Gen-Z Torontonians are leading the pack when it comes to rolling up their sleeves for a first dose of a COVID-19 vaccine, while those ages 30 to 54 are lagging behind, officials say.
At a news conference Wednesday, Mayor John Tory said the 18 to 24 age group is "fast approaching the milestone of 80 per cent" when it comes to first doses.
Seventy six per cent of those ages 20 to 24 have received their first shots, Toronto's Medical Officer of Health Dr. Eileen de Villa said. And nearly half of Toronto children between the ages of 12 and 17 have now received a first dose of COVID-19 vaccine.
But while more than 70 per cent of Toronto adults have now received at least one dose of a COVID-19 vaccine, those in the 30 to 54 age range are falling behind.
On Wednesday, de Villa appealed directly to that group, saying: "This age group does a lot of the heavy lifting in daily life… We need you in good health."
"We're trying to find more and more ways in which we can get that first dose into people's arms," Tory said during a pandemic update briefing on Wednesday.

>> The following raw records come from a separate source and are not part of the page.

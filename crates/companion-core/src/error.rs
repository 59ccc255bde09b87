//! Core error types for companion-core.
//!
//! This module defines the error hierarchy using thiserror. The timer and
//! scheduler state machines are infallible by design (invalid input clamps,
//! wrong-state commands are no-ops); errors here cover storage, config and
//! export surfaces.

use std::path::PathBuf;
use thiserror::Error;

/// Core error type for companion-core.
#[derive(Error, Debug)]
pub enum CoreError {
    /// Database-related errors
    #[error("Database error: {0}")]
    Database(#[from] DatabaseError),

    /// Configuration-related errors
    #[error("Configuration error: {0}")]
    Config(#[from] ConfigError),

    /// Validation errors
    #[error("Validation error: {0}")]
    Validation(#[from] ValidationError),

    /// IO errors
    #[error("IO error: {0}")]
    Io(#[from] std::io::Error),

    /// Serialization/deserialization errors
    #[error("JSON error: {0}")]
    Json(#[from] serde_json::Error),

    /// CSV read/write errors
    #[error("CSV error: {0}")]
    Csv(#[from] csv::Error),

    /// Generic errors with context
    #[error("{0}")]
    Custom(String),
}

/// Database-specific errors.
#[derive(Error, Debug)]
pub enum DatabaseError {
    /// Failed to open database connection
    #[error("Failed to open database at {path}: {source}")]
    OpenFailed {
        path: PathBuf,
        #[source]
        source: rusqlite::Error,
    },

    /// Query execution failed
    #[error("Query failed: {0}")]
    QueryFailed(String),

    /// Row lookup by id came up empty
    #[error("{entity} {id} not found")]
    NotFound { entity: &'static str, id: i64 },

    /// Database is locked
    #[error("Database is locked")]
    Locked,
}

/// Configuration-specific errors.
#[derive(Error, Debug)]
pub enum ConfigError {
    /// Failed to load configuration
    #[error("Failed to load configuration from {path}: {message}")]
    LoadFailed { path: PathBuf, message: String },

    /// Failed to save configuration
    #[error("Failed to save configuration to {path}: {message}")]
    SaveFailed { path: PathBuf, message: String },

    /// Failed to parse configuration
    #[error("Failed to parse configuration: {0}")]
    ParseFailed(String),
}

/// Validation errors.
#[derive(Error, Debug)]
pub enum ValidationError {
    /// Invalid value
    #[error("Invalid value for '{field}': {message}")]
    InvalidValue { field: &'static str, message: String },

    /// Value outside its allowed range
    #[error("Value for '{field}' out of range: got {got}, expected {min}..={max}")]
    OutOfRange {
        field: &'static str,
        min: i64,
        max: i64,
        got: i64,
    },
}

impl From<rusqlite::Error> for DatabaseError {
    fn from(err: rusqlite::Error) -> Self {
        match &err {
            rusqlite::Error::SqliteFailure(err, _msg) => {
                if err.code == rusqlite::ErrorCode::DatabaseLocked {
                    DatabaseError::Locked
                } else {
                    DatabaseError::QueryFailed(err.to_string())
                }
            }
            _ => DatabaseError::QueryFailed(err.to_string()),
        }
    }
}

impl From<rusqlite::Error> for CoreError {
    fn from(err: rusqlite::Error) -> Self {
        CoreError::Database(err.into())
    }
}

/// Result type alias for CoreError
pub type Result<T, E = CoreError> = std::result::Result<T, E>;
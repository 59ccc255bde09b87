//! Timer sessions.
//!
//! All sessions are wall-clock-based state machines with no internal
//! threads. The caller is responsible for calling `tick()` periodically at
//! [`TICK_INTERVAL_MS`]; each tick recomputes elapsed time from the
//! wall-clock delta since the previous tick, so a delayed tick only delays
//! the next progress report and never desynchronizes total elapsed time.

mod countdown;
mod cycle;
mod stopwatch;

pub use countdown::{CountdownSession, SessionState, MIN_DURATION_MIN};
pub use cycle::{CyclePhase, CycleState, PomodoroCycle};
pub use stopwatch::StopwatchSession;

/// Nominal tick interval. Ticks are drift-corrected, so this is a polling
/// cadence, not a unit of time accounting.
pub const TICK_INTERVAL_MS: u64 = 200;

/// Current wall-clock time as epoch milliseconds.
pub(crate) fn now_ms() -> u64 {
    std::time::SystemTime::now()
        .duration_since(std::time::UNIX_EPOCH)
        .unwrap_or_default()
        .as_millis() as u64
}
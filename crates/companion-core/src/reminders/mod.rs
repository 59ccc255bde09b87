//! Wellness reminders.
//!
//! A reminder is owned by the persisted store; the scheduler holds a
//! derived, disposable projection that is fully rebuilt whenever the source
//! list changes.

mod scheduler;

pub use scheduler::ReminderScheduler;

use chrono::{DateTime, Utc};
use serde::{Deserialize, Serialize};

use crate::error::ValidationError;

/// Interval bounds in minutes.
pub const MIN_INTERVAL_MIN: u32 = 1;
pub const MAX_INTERVAL_MIN: u32 = 1440;
/// Maximum reminder text length.
pub const MAX_TEXT_LEN: usize = 120;

/// A persisted reminder.
#[derive(Debug, Clone, Serialize, Deserialize)]
pub struct Reminder {
    pub id: i64,
    pub text: String,
    pub interval_min: u32,
    pub active: bool,
    pub use_tts: bool,
    pub use_notif: bool,
    pub created_at: DateTime<Utc>,
}

/// Fields for creating a reminder; the store assigns the id.
#[derive(Debug, Clone, Serialize, Deserialize)]
pub struct NewReminder {
    pub text: String,
    pub interval_min: u32,
    pub active: bool,
    pub use_tts: bool,
    pub use_notif: bool,
}

impl Default for NewReminder {
    fn default() -> Self {
        Self {
            text: String::new(),
            interval_min: 30,
            active: true,
            use_tts: true,
            use_notif: false,
        }
    }
}

pub fn validate_text(text: &str) -> Result<(), ValidationError> {
    let trimmed = text.trim();
    if trimmed.is_empty() || trimmed.len() > MAX_TEXT_LEN {
        return Err(ValidationError::InvalidValue {
            field: "text",
            message: format!("must be 1..={MAX_TEXT_LEN} characters"),
        });
    }
    Ok(())
}

pub fn validate_interval(interval_min: u32) -> Result<(), ValidationError> {
    if !(MIN_INTERVAL_MIN..=MAX_INTERVAL_MIN).contains(&interval_min) {
        return Err(ValidationError::OutOfRange {
            field: "interval_min",
            min: MIN_INTERVAL_MIN as i64,
            max: MAX_INTERVAL_MIN as i64,
            got: interval_min as i64,
        });
    }
    Ok(())
}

Toronto Fire Chief and head of Emergency Management Matthew Pegg appealed for people to keep their vaccine appointments at city clinics.
The province's seven-day rolling average of new COVID-19 cases dropped below the 1,000 mark — the lowest it's been since last November. Only 173 new cases were reported in Toronto on Wednesday, the same day the provincewide stay-at-home order expired.
Wednesday also marked one week since the launch of the city's "VaxTO" campaign which sent 650,000 residents information about a telephone town hall happening Wednesday night.
Starting at 6 p.m., the city is also hoping to help answer questions during a telephone town hall that aims to help people who have yet to receive their first dose book in.
Just the announcement for the town hall has led to nearly 5,000 people calling the provincial booking line, Tory said.
"Our work to get as many people vaccinated as possible is continuing."
There is also a phone line that people can text "VACCINE" to receive information about vaccines. The phone line is 1-833-750-0888.
So far, the city says they line has received around 1,000 text messages per day.
"We know the more information people have the more likely they are to get vaccinated," Tory said. "It's okay to have questions about vaccines and the process."
He said the percentage of people who are no-shows to scheduled appointments ranges from 1.8 per cent to 4.2 per cent.
However, Pegg said, the weekly average increased to three per cent last week.
Not showing up can delay the overall vaccine rollout, he stressed.